Charles Wesley
1707 – 1788
Also known as: Charles Wesley the Younger, Sweet Singer of Methodism
Methodist — Hymnody
Charles Wesley was born on December 18, 1707, in Epworth, Lincolnshire, the eighteenth child of Samuel and Susanna Wesley. His father was the Anglican rector of Epworth; his mother, a woman of extraordinary learning and discipline, conducted the spiritual education of her children with methodical precision that would later echo in the movement her sons founded. Charles followed his older brother John to Westminster School and then to Christ Church, Oxford, where he earned his bachelor's degree in 1729 and master's in 1733. At Oxford he formed the Holy Club — a small society devoted to regular communion, prison visitation, and methodical devotion — which critics mockingly dubbed "Methodist." John would later join and lead the group, but Charles was its founder.
In 1735 Charles accompanied John to the Georgia colony as secretary to Governor James Oglethorpe, but the mission proved disastrous. Charles fell ill, quarreled with colonists, and returned to England within months, spiritually desolate. The real turning point came on May 21, 1738, three days before his brother's famous Aldersgate experience. While recovering from pleurisy and wrestling with spiritual doubt, Charles read Luther's commentary on Galatians and experienced what he described as the assurance of sins forgiven. "I now found myself at peace with God," he wrote in his journal. "My spirit rejoiced in God my Savior." He began writing hymns almost immediately — the first was "Where Shall My Wondering Soul Begin," composed the day after his conversion.

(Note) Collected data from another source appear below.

//! # Staking Query Integration
//!
//! Seeds a snapshot store with qc-18 genesis, then reads it back through a
//! qc-19 staking dispatcher registered with the published query codes.
//!
//! ## Flow Tested
//!
//! 1. **Genesis (18) → Snapshot store**: candidates, power keys and validator
//!    queues written in one batch
//! 2. **Snapshot store → Dispatch (19)**: RLP call envelopes routed to query
//!    handlers that decode the seeded records
//! 3. **Gating**: a non-PPoS genesis leaves nothing to query

#[cfg(test)]
mod tests {
    use k256::elliptic_curve::sec1::ToEncodedPoint;
    use k256::SecretKey;
    use qc_18_ppos_genesis::domain::keys;
    use qc_18_ppos_genesis::{
        decode_list, encode_list, AccountState, AddressDeriver, Candidate, EconomicModel,
        Genesis, GenesisOutcome, GenesisParams, GenesisStateBuilder, GenesisSummary,
        InMemoryAccountState, InMemoryRestrictingLedger, InMemorySnapshotStore, InitialNode,
        Secp256k1AddressDeriver, SnapshotStore, StoreError, ValArrIndex, ValidatorMode,
        ValidatorQueue,
    };
    use qc_19_ppos_dispatch::codes::staking;
    use qc_19_ppos_dispatch::{CallInput, ContractDispatcher, DispatchError};
    use shared_types::{Address, BlsPublicKey, NodeId, STAKING_CONTRACT, U256};
    use thiserror::Error;

    // =============================================================================
    // STAKING QUERY CONTRACT
    // =============================================================================

    #[derive(Debug, Error)]
    enum QueryError {
        #[error("{0} not found")]
        NotFound(&'static str),
        #[error("corrupt {what}: {reason}")]
        Corrupt { what: &'static str, reason: String },
        #[error(transparent)]
        Store(#[from] StoreError),
    }

    /// Read-only view over a seeded snapshot store.
    struct StakingView {
        snapshot: InMemorySnapshotStore,
    }

    impl StakingView {
        fn read(&self, key: &[u8], what: &'static str) -> Result<Vec<u8>, QueryError> {
            self.snapshot
                .get_base(key)?
                .ok_or(QueryError::NotFound(what))
        }

        /// Latest non-placeholder range recorded under `index_key`.
        fn current_range(
            &self,
            index_key: &[u8],
            what: &'static str,
        ) -> Result<ValArrIndex, QueryError> {
            let bytes = self.read(index_key, what)?;
            let indexes: Vec<ValArrIndex> =
                decode_list(&bytes).map_err(|e| QueryError::Corrupt {
                    what,
                    reason: e.to_string(),
                })?;
            indexes
                .into_iter()
                .rev()
                .find(|index| !index.is_placeholder())
                .ok_or(QueryError::NotFound(what))
        }
    }

    fn get_verifier_list(ctx: &mut StakingView, _: ()) -> Result<Vec<u8>, QueryError> {
        let range = ctx.current_range(keys::EPOCH_INDEX_KEY, "epoch index")?;
        ctx.read(
            &keys::epoch_val_arr_key(range.start, range.end),
            "epoch validators",
        )
    }

    fn get_validator_list(ctx: &mut StakingView, _: ()) -> Result<Vec<u8>, QueryError> {
        let range = ctx.current_range(keys::ROUND_INDEX_KEY, "round index")?;
        ctx.read(
            &keys::round_val_arr_key(range.start, range.end),
            "round validators",
        )
    }

    fn get_candidate_list(ctx: &mut StakingView, _: ()) -> Result<Vec<u8>, QueryError> {
        let candidates = ctx
            .snapshot
            .prefix_scan(keys::CANDIDATE_KEY_PREFIX)
            .into_iter()
            .map(|(_, value)| {
                rlp::decode::<Candidate>(&value).map_err(|e| QueryError::Corrupt {
                    what: "candidate",
                    reason: e.to_string(),
                })
            })
            .collect::<Result<Vec<_>, _>>()?;
        Ok(encode_list(&candidates))
    }

    fn get_candidate_info(
        ctx: &mut StakingView,
        (node_address,): (Address,),
    ) -> Result<Vec<u8>, QueryError> {
        ctx.read(&keys::candidate_key(&node_address), "candidate")
    }

    fn staking_queries() -> ContractDispatcher<StakingView, QueryError> {
        let mut d = ContractDispatcher::new("staking");
        d.register(staking::GET_VERIFIER_LIST, "getVerifierList", get_verifier_list)
            .unwrap();
        d.register(staking::GET_VALIDATOR_LIST, "getValidatorList", get_validator_list)
            .unwrap();
        d.register(staking::GET_CANDIDATE_LIST, "getCandidateList", get_candidate_list)
            .unwrap();
        d.register(staking::GET_CANDIDATE_INFO, "getCandidateInfo", get_candidate_info)
            .unwrap();
        d
    }

    // =============================================================================
    // TEST FIXTURES
    // =============================================================================

    fn init_tracing() {
        let _ = tracing_subscriber::fmt()
            .with_env_filter(tracing_subscriber::EnvFilter::from_default_env())
            .with_test_writer()
            .try_init();
    }

    fn node_id(seed: u8) -> NodeId {
        let secret = SecretKey::from_slice(&[seed; 32]).unwrap();
        let point = secret.public_key().to_encoded_point(false);
        NodeId::from_slice(&point.as_bytes()[1..]).unwrap()
    }

    fn initial_nodes(count: u8) -> Vec<InitialNode> {
        (1..=count)
            .map(|seed| InitialNode {
                node_id: node_id(seed),
                bls_pub_key: BlsPublicKey::new([seed; 96]),
            })
            .collect()
    }

    fn address_of(node: &InitialNode) -> Address {
        Secp256k1AddressDeriver.node_address(&node.node_id).unwrap()
    }

    struct Seeded {
        view: StakingView,
        state: InMemoryAccountState,
        outcome: GenesisOutcome,
    }

    fn seed(genesis: &Genesis, committee: u64) -> anyhow::Result<Seeded> {
        init_tracing();
        let model = EconomicModel {
            cons_validator_num: committee,
            ..Default::default()
        };
        let params = GenesisParams {
            program_version: 0x0001_0000,
            genesis_reward: U256::from(9_000_000u64) * U256::exp10(18),
            genesis_issue: U256::from(10_250_000_000u64) * U256::exp10(18),
        };
        let mut snapshot = InMemorySnapshotStore::new();
        let mut state = InMemoryAccountState::new();
        let mut ledger = InMemoryRestrictingLedger::new();

        let outcome = GenesisStateBuilder::new(genesis, &model, params, &Secp256k1AddressDeriver)
            .build(&mut snapshot, &mut state, &mut ledger)?;
        Ok(Seeded {
            view: StakingView { snapshot },
            state,
            outcome,
        })
    }

    fn summary(seeded: &Seeded) -> &GenesisSummary {
        match &seeded.outcome {
            GenesisOutcome::Built(summary) => summary,
            GenesisOutcome::Skipped(reason) => panic!("unexpected skip: {reason}"),
        }
    }

    // =============================================================================
    // INTEGRATION TESTS: GENESIS → STAKING QUERIES
    // =============================================================================

    #[test]
    fn test_candidate_info_for_every_genesis_node() -> anyhow::Result<()> {
        let nodes = initial_nodes(4);
        let mut seeded = seed(&Genesis::ppos(100, nodes.clone()), 25)?;
        let d = staking_queries();

        for (i, node) in nodes.iter().enumerate() {
            let input = CallInput::new(staking::GET_CANDIDATE_INFO)
                .arg(&address_of(node))
                .to_bytes();
            let bytes = d.execute(&mut seeded.view, &input)?;
            let candidate: Candidate = rlp::decode(&bytes)?;

            assert_eq!(candidate.node_id, node.node_id);
            assert_eq!(candidate.staking_tx_index, i as u32 + 1);
            assert_eq!(candidate.shares, EconomicModel::default().stake_threshold);
        }
        Ok(())
    }

    #[test]
    fn test_verifier_and_validator_lists_agree() -> anyhow::Result<()> {
        let nodes = initial_nodes(5);
        let mut seeded = seed(&Genesis::ppos(100, nodes.clone()), 3)?;
        let d = staking_queries();

        let verifiers: ValidatorQueue = decode_list(&d.execute(
            &mut seeded.view,
            &CallInput::new(staking::GET_VERIFIER_LIST).to_bytes(),
        )?)?;
        let validators: ValidatorQueue = decode_list(&d.execute(
            &mut seeded.view,
            &CallInput::new(staking::GET_VALIDATOR_LIST).to_bytes(),
        )?)?;

        assert_eq!(verifiers, validators);
        let listed: Vec<Address> = verifiers.iter().map(|v| v.node_address).collect();
        let expected: Vec<Address> = nodes.iter().take(3).map(address_of).collect();
        assert_eq!(listed, expected);
        assert_eq!(summary(&seeded).validators, verifiers);
        Ok(())
    }

    #[test]
    fn test_candidate_list_holds_only_seeded_nodes() -> anyhow::Result<()> {
        let nodes = initial_nodes(5);
        let mut seeded = seed(&Genesis::ppos(100, nodes.clone()), 3)?;
        let d = staking_queries();

        let candidates: Vec<Candidate> = decode_list(&d.execute(
            &mut seeded.view,
            &CallInput::new(staking::GET_CANDIDATE_LIST).to_bytes(),
        )?)?;
        assert_eq!(candidates.len(), summary(&seeded).candidate_count);
        assert!(candidates
            .iter()
            .all(|c| nodes[..3].iter().any(|n| n.node_id == c.node_id)));

        // Truncated nodes were never seeded
        let input = CallInput::new(staking::GET_CANDIDATE_INFO)
            .arg(&address_of(&nodes[4]))
            .to_bytes();
        assert!(matches!(
            d.execute(&mut seeded.view, &input),
            Err(DispatchError::Handler(QueryError::NotFound("candidate")))
        ));
        Ok(())
    }

    #[test]
    fn test_ppos_hash_visible_in_account_state() -> anyhow::Result<()> {
        let seeded = seed(&Genesis::ppos(100, initial_nodes(2)), 25)?;
        let stored = seeded
            .state
            .get_state(STAKING_CONTRACT, keys::PPOS_HASH_KEY)?
            .expect("PPOSHASH seeded");
        assert_eq!(stored, summary(&seeded).ppos_hash.to_vec());
        Ok(())
    }

    #[test]
    fn test_mutating_codes_are_not_served() -> anyhow::Result<()> {
        let mut seeded = seed(&Genesis::ppos(100, initial_nodes(1)), 25)?;
        let d = staking_queries();
        let before = seeded.view.snapshot.write_count();

        let input = CallInput::new(staking::CREATE_STAKING)
            .arg(&node_id(1))
            .to_bytes();
        assert!(matches!(
            d.execute(&mut seeded.view, &input),
            Err(DispatchError::FunctionCodeUnknown(staking::CREATE_STAKING))
        ));
        assert_eq!(seeded.view.snapshot.write_count(), before);
        Ok(())
    }

    #[test]
    fn test_static_genesis_leaves_nothing_to_query() -> anyhow::Result<()> {
        let mut genesis = Genesis::ppos(100, initial_nodes(3));
        if let Some(cbft) = genesis.config.as_mut().and_then(|c| c.cbft.as_mut()) {
            cbft.validator_mode = ValidatorMode::Static;
        }
        let mut seeded = seed(&genesis, 25)?;
        assert!(seeded.outcome.is_skipped());

        let d = staking_queries();
        assert!(matches!(
            d.execute(
                &mut seeded.view,
                &CallInput::new(staking::GET_VERIFIER_LIST).to_bytes()
            ),
            Err(DispatchError::Handler(QueryError::NotFound("epoch index")))
        ));
        Ok(())
    }
}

For the next fifty years Charles served as John's lieutenant in the Methodist revival, though tensions between the brothers occasionally surfaced. Charles preached throughout England, often facing hostile crowds who pelted him with stones and mud. In Bristol, Staffordshire, and Cornwall he was physically attacked, yet he continued the itinerant ministry until his health failed in the 1760s. Unlike John, Charles never separated from the Church of England in his heart, and he opposed his brother's ordination of ministers for America, fearing it would lead to schism. In 1749 he married Sarah Gwynne, twenty-one years his junior, and settled into a more domestic life, first in Bristol and later in London. They had eight children, three of whom survived to adulthood.
His Writing and Influence
Charles Wesley wrote approximately 6,500 hymns, making him the most prolific hymnwriter in the English language. His first collection, "Hymns and Sacred Poems," appeared in 1739, followed by dozens of volumes published jointly with John. His hymns served as theology in verse, translating complex doctrinal concepts into accessible, memorable form for largely illiterate congregations. "And Can It Be That I Should Gain," "Christ the Lord Is Risen Today," "Hark! The Herald Angels Sing," and "Love Divine, All Loves Excelling" demonstrate his gift for wedding personal experience to cosmic themes — the individual soul's encounter with a God who condescends to human need.
Wesley drew from classical poetry, German Pietist hymns, contemporary literature, and popular ballad forms. His verse exhibits remarkable theological precision while maintaining emotional immediacy. He could compress the doctrine of justification into memorable couplets or expand a single biblical image across multiple stanzas without losing clarity. The hymns functioned as both worship and catechesis, forming Methodist identity through repeated singing. Many were written for specific occasions — conversions, persecution, holy days — giving them particular theological focus.
Charles Wesley died on March 29, 1788, in London, requesting that no elaborate funeral mark his passing. His hymns outlived the theological controversies of his era and crossed denominational boundaries. They shaped not only Methodist spirituality but the broader tradition of English-speaking Christianity, establishing the template for personal, experiential hymnody that emphasized both divine grace and human response.
Who should read Charles Wesley: Those seeking to understand how theology moves from doctrine to devotion, and how personal spiritual experience can be articulated in forms that build corporate worship. His hymns are essential for anyone interested in the development of evangelical spirituality or the role of music in Christian formation. He is not for readers looking for systematic theology or contemplative prose — his genius lies in compressed, singable truth.